Commercial rent arrears are estimated to have risen by £ 1.5bn every quarter this year following the eviction ban imposed to cushion the pandemic’s blow on street traders.
With that expiration slated for January, business owners told Sky News that landlords who refuse to negotiate new leases despite a collapse in tenant income will force otherwise viable businesses into bankruptcy.
Landlord representatives, meanwhile, say the moratorium has allowed tenants who can afford to pay to withhold rent, leaving landowners to suffer even greater losses during the pandemic.
The warning comes as Sir Philip Green’s Arcadia Group has become the hottest retailer to view the administration as a consequence of the COVID revenue cut.
Ranjit Mathrani, owner of the Masala Zone chain and gourmet restaurants including Chutney Mary in Mayfair, says landlords need to be flexible if they want tenants to survive.
“Rents are a fixed cost, on average for a restaurant, they can exceed 10% on average of the turnover, they can even be higher for some. But if your turnover is 30% of last year. [because of the pandemic], that means your rent becomes 30% of your turnover, which is almost unaffordable. ”
Mr Mathrani, director of UK Hospitality, says some owners have grown used to easy money in a rising market.

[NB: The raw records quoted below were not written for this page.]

//! Plugin Loader
//!
//! Turns a list of discovered plugin candidates into a [`BrokerRegistry`].
//! Each candidate is normalized, checked against its metadata and the
//! activation policy, then resolved against the plugin catalog. A plugin
//! that fails any step is skipped on its own; loading never aborts.

use std::collections::BTreeSet;

use super::catalog::{PluginCatalog, PluginResolutionError};
use super::registry::{BrokerRegistry, BrokerRegistryEntry};
use crate::application::ports::DescriptorSource;
use crate::domain::plugin::{
    ActivationDecision, ActivationPolicy, BrokerId, DescriptorLookup, evaluate_activation,
};
use crate::infrastructure::metrics;

/// Result of one loading pass.
#[derive(Debug, Default)]
pub struct LoadOutcome {
    /// Active plugins.
    pub registry: BrokerRegistry,
    /// Plugins left inactive by the activation policy.
    pub inactive: Vec<BrokerId>,
    /// Active plugins that could not be resolved.
    pub failures: Vec<PluginResolutionError>,
    /// Candidate names that are not valid identifiers.
    pub rejected: Vec<String>,
}

/// Loads broker plugins from a catalog.
pub struct PluginLoader<'a> {
    catalog: &'a PluginCatalog,
    descriptors: &'a dyn DescriptorSource,
    policy: ActivationPolicy,
}

impl<'a> PluginLoader<'a> {
    /// Create a loader.
    #[must_use]
    pub const fn new(
        catalog: &'a PluginCatalog,
        descriptors: &'a dyn DescriptorSource,
        policy: ActivationPolicy,
    ) -> Self {
        Self {
            catalog,
            descriptors,
            policy,
        }
    }

    /// Load every candidate. The same inputs always yield an equivalent
    /// registry.
    pub fn load_all<I, S>(&self, candidates: I) -> LoadOutcome
    where
        I: IntoIterator<Item = S>,
        S: AsRef<str>,
    {
        let mut outcome = LoadOutcome::default();
        let mut seen = BTreeSet::new();

        for candidate in candidates {
            let raw = candidate.as_ref();
            if raw.trim().is_empty() {
                continue;
            }
            let Some(id) = BrokerId::parse(raw) else {
                tracing::warn!(candidate = raw, "Skipping plugin with invalid identifier");
                outcome.rejected.push(raw.to_string());
                continue;
            };
            if !seen.insert(id.clone()) {
                tracing::debug!(broker = %id, "Skipping duplicate plugin candidate");
                continue;
            }

            self.load_one(id, &mut outcome);
        }

        tracing::info!(
            registered = outcome.registry.len(),
            inactive = outcome.inactive.len(),
            failed = outcome.failures.len(),
            brokers = ?outcome.registry.identifiers().map(BrokerId::as_str).collect::<Vec<_>>(),
            "Broker plugins loaded"
        );
        metrics::set_registry_size(outcome.registry.len(), outcome.inactive.len());

        outcome
    }

    fn load_one(&self, id: BrokerId, outcome: &mut LoadOutcome) {
        let lookup = self.descriptors.lookup(&id);
        let decision = evaluate_activation(&lookup, self.policy);

        match (&lookup, decision) {
            (DescriptorLookup::Malformed { reason }, _) => {
                tracing::warn!(broker = %id, reason = %reason, "Plugin metadata unusable, activating by default");
            }
            (_, ActivationDecision::RegionOverride) => {
                tracing::info!(broker = %id, "Disabled Indian broker activated by ENABLE_INDIAN_BROKERS");
            }
            (_, ActivationDecision::Disabled) => {
                tracing::info!(broker = %id, "Plugin disabled, skipping");
            }
            _ => {}
        }

        if !decision.is_active() {
            outcome.inactive.push(id);
            return;
        }

        match self.catalog.resolve(&id) {
            Ok(plugin) => {
                tracing::debug!(broker = %id, auth = %id.auth_function_name(), "Plugin registered");
                let descriptor = lookup.descriptor().cloned();
                outcome
                    .registry
                    .insert(BrokerRegistryEntry::new(id, descriptor, decision, plugin));
            }
            Err(error) => {
                tracing::error!(broker = %id, error = %error, "Failed to load broker plugin");
                metrics::record_plugin_failure(id.as_str());
                outcome.failures.push(error);
            }
        }
    }
}

#[cfg(test)]
mod tests {
    use test_case::test_case;

    use super::*;
    use crate::application::ports::{MockDescriptorSource, StaticDescriptorSource};
    use crate::application::services::catalog::PluginRegistration;
    use crate::application::services::catalog::testing::{complete, id};
    use crate::domain::plugin::{BrokerPluginDescriptor, Region};

    fn found(raw: &str, enabled: bool, region: Region) -> DescriptorLookup {
        DescriptorLookup::Found(BrokerPluginDescriptor::new(id(raw)).enabled(enabled).region(region))
    }

    fn catalog() -> PluginCatalog {
        PluginCatalog::new()
            .with(complete("broker_a"))
            .with(complete("broker_b"))
            .with(complete("broker_c"))
    }

    fn three_candidates() -> StaticDescriptorSource {
        StaticDescriptorSource::new()
            .with(id("broker_b"), found("broker_b", false, Region::In))
            .with(id("broker_c"), found("broker_c", false, Region::Us))
    }

    #[test]
    fn activates_only_enabled_or_unconfigured_plugins() {
        let catalog = catalog();
        let source = three_candidates();
        let loader = PluginLoader::new(&catalog, &source, ActivationPolicy::new(false));

        let outcome = loader.load_all(["broker_a", "broker_b", "broker_c"]);

        let ids: Vec<_> = outcome.registry.identifiers().map(BrokerId::as_str).collect();
        assert_eq!(ids, vec!["broker_a"]);
        assert_eq!(outcome.inactive, vec![id("broker_b"), id("broker_c")]);
        assert!(outcome.failures.is_empty());
    }

    #[test]
    fn override_activates_only_indian_plugins() {
        let catalog = catalog();
        let source = three_candidates();
        let loader = PluginLoader::new(&catalog, &source, ActivationPolicy::new(true));

        let outcome = loader.load_all(["broker_a", "broker_b", "broker_c"]);

        assert!(outcome.registry.contains("broker_b"));
        assert!(!outcome.registry.contains("broker_c"));
        assert_eq!(
            outcome.registry.get("broker_b").unwrap().activation(),
            ActivationDecision::RegionOverride
        );
    }

    #[test_case("  Broker_A ", "broker_a" ; "trims and lowercases")]
    #[test_case("BROKER_A", "broker_a" ; "uppercase")]
    fn normalizes_candidate_identifiers(candidate: &str, expected: &str) {
        let catalog = catalog();
        let source = StaticDescriptorSource::new();
        let loader = PluginLoader::new(&catalog, &source, ActivationPolicy::default());

        let outcome = loader.load_all([candidate]);
        assert!(outcome.registry.contains(expected));
    }

    #[test]
    fn skips_empty_duplicate_and_invalid_candidates() {
        let catalog = catalog();
        let source = StaticDescriptorSource::new();
        let loader = PluginLoader::new(&catalog, &source, ActivationPolicy::default());

        let outcome = loader.load_all(["", "   ", "broker_a", "BROKER_A", "bad name"]);

        assert_eq!(outcome.registry.len(), 1);
        assert_eq!(outcome.rejected, vec!["bad name".to_string()]);
    }

    #[test]
    fn malformed_metadata_still_activates() {
        let catalog = catalog();
        let mut source = MockDescriptorSource::new();
        source.expect_lookup().times(1).returning(|_| DescriptorLookup::Malformed {
            reason: "expected value at line 1 column 1".to_string(),
        });
        let loader = PluginLoader::new(&catalog, &source, ActivationPolicy::default());

        let outcome = loader.load_all(["broker_a"]);

        let entry = outcome.registry.get("broker_a").unwrap();
        assert_eq!(entry.activation(), ActivationDecision::UnreadableMetadata);
        assert!(entry.descriptor().is_none());
    }

    #[test]
    fn descriptor_is_looked_up_once_per_unique_candidate() {
        let catalog = catalog();
        let mut source = MockDescriptorSource::new();
        source
            .expect_lookup()
            .times(2)
            .returning(|_| DescriptorLookup::Missing);
        let loader = PluginLoader::new(&catalog, &source, ActivationPolicy::default());

        let outcome = loader.load_all(["broker_a", "broker_b", "broker_a"]);
        assert_eq!(outcome.registry.len(), 2);
    }

    #[test]
    fn resolution_failure_omits_only_that_broker() {
        let catalog = catalog()
            .with(PluginRegistration::new(id("broken")))
            .with(complete("broker_d"));
        let source = StaticDescriptorSource::new();
        let loader = PluginLoader::new(&catalog, &source, ActivationPolicy::default());

        let outcome = loader.load_all(["broken", "broker_d", "zerodha"]);

        assert!(outcome.registry.contains("broker_d"));
        assert!(!outcome.registry.contains("broken"));
        assert_eq!(
            outcome.failures,
            vec![
                PluginResolutionError::MissingAuthenticate("broken".to_string()),
                PluginResolutionError::NotRegistered("zerodha".to_string()),
            ]
        );
    }

    #[test]
    fn loading_is_idempotent() {
        let catalog = catalog();
        let source = three_candidates();
        let loader = PluginLoader::new(&catalog, &source, ActivationPolicy::new(true));

        let first = loader.load_all(["broker_a", "broker_b", "broker_c"]);
        let second = loader.load_all(["broker_a", "broker_b", "broker_c"]);

        let ids = |o: &LoadOutcome| {
            o.registry
                .identifiers()
                .map(ToString::to_string)
                .collect::<Vec<_>>()
        };
        assert_eq!(ids(&first), ids(&second));
        assert_eq!(first.inactive, second.inactive);
    }

    #[test]
    fn empty_candidate_list_yields_empty_registry() {
        let catalog = catalog();
        let source = StaticDescriptorSource::new();
        let loader = PluginLoader::new(&catalog, &source, ActivationPolicy::default());

        let outcome = loader.load_all(Vec::<String>::new());
        assert!(outcome.registry.is_empty());
    }
}
impl Default for AdapterSettings {
    fn default() -> Self {
        Self {
            connect_timeout: Duration::from_secs(10),
            request_timeout: Duration::from_secs(5),
            event_capacity: 4096,
        }
    }
}

/// Everything broker-specific an adapter needs.
pub struct BrokerProfile {
    /// Broker identifier.
    pub broker: BrokerId,
    /// Canonical ↔ native code tables.
    pub mappings: BrokerMappings,
    /// Declared capabilities.
    pub capabilities: CapabilityRegistry,
    /// Inbound frame normalization.
    pub normalizer: Arc<dyn MessageNormalizer>,
    /// Outbound subscription framing.
    pub encoder: Arc<dyn SubscriptionEncoder>,
}

impl std::fmt::Debug for BrokerProfile {
    fn fmt(&self, f: &mut std::fmt::Formatter<'_>) -> std::fmt::Result {
        f.debug_struct("BrokerProfile")
            .field("broker", &self.broker)
            .field("feeds", &self.capabilities.supported_feeds())
            .finish_non_exhaustive()
    }
}

// =============================================================================
// Diagnostics
// =============================================================================

#[derive(Debug, Default)]
struct AdapterCounters {
    events_emitted: AtomicU64,
    events_unsubscribed: AtomicU64,
    parse_errors: AtomicU64,
    capability_rejections: AtomicU64,
    reconnects: AtomicU64,
}

/// Point-in-time adapter diagnostics.
#[derive(Debug, Clone, PartialEq, Eq, serde::Serialize)]
pub struct AdapterSnapshot {
    /// Broker identifier.
    pub broker: String,
    /// Current state.
    pub state: AdapterState,
    /// Active subscriptions.
    pub subscriptions: usize,
    /// Reason of the most recent failure.
    pub last_error: Option<String>,
    /// Canonical events delivered.
    pub events_emitted: u64,
    /// Events discarded for lack of a matching subscription.
    pub events_unsubscribed: u64,
    /// Frames that failed normalization.
    pub parse_errors: u64,
    /// Subscriptions rejected by capability checks.
    pub capability_rejections: u64,
    /// Reconnect attempts.
    pub reconnects: u64,
}

// =============================================================================
// Streaming Adapter
// =============================================================================

/// Canonical streaming interface over one broker connection.
pub struct StreamingAdapter {
    profile: Arc<BrokerProfile>,
    broker_session: BrokerSession,
    transport: Arc<dyn Transport>,
    settings: AdapterSettings,
    session: RwLock<AdapterSession>,
    control: AsyncMutex<Option<Box<dyn FrameSink>>>,
    pump: Mutex<Option<CancellationToken>>,
    events: broadcast::Sender<CanonicalEvent>,
    state_tx: watch::Sender<AdapterState>,
    counters: AdapterCounters,
}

“The challenge we face with some landlords is that they’ve been in a bubble where they haven’t run out of tenants in the past, and they believe, I naively think, that if we give them back the lease they’ll get a other person willing to do it.
“At this point, they are clearly wrong. So it’s baffling why some landlords are so intransigent, and I can only blame it on the years the London rent escalator has been spinning and giving them a glimpse of endless rent growth. ”
Rent matters because it is a fixed cost that businesses had to bear despite their inability to trade or faced with drastically reduced revenues during the pandemic.
Government support has focused on helping workers, through the holiday program, and by offering subsidies, rates and VAT relief, but beyond the moratorium, rent has been left to landlords and tenants to negotiate.
The companies say homeowners should share some of the pain of the pandemic, possibly offering reduced rents based on turnover while businesses recover.
But the consequences of a collapse in rental values would be significant, threatening the foundations of a booming commercial real estate market over the past two decades, especially in large urban centers.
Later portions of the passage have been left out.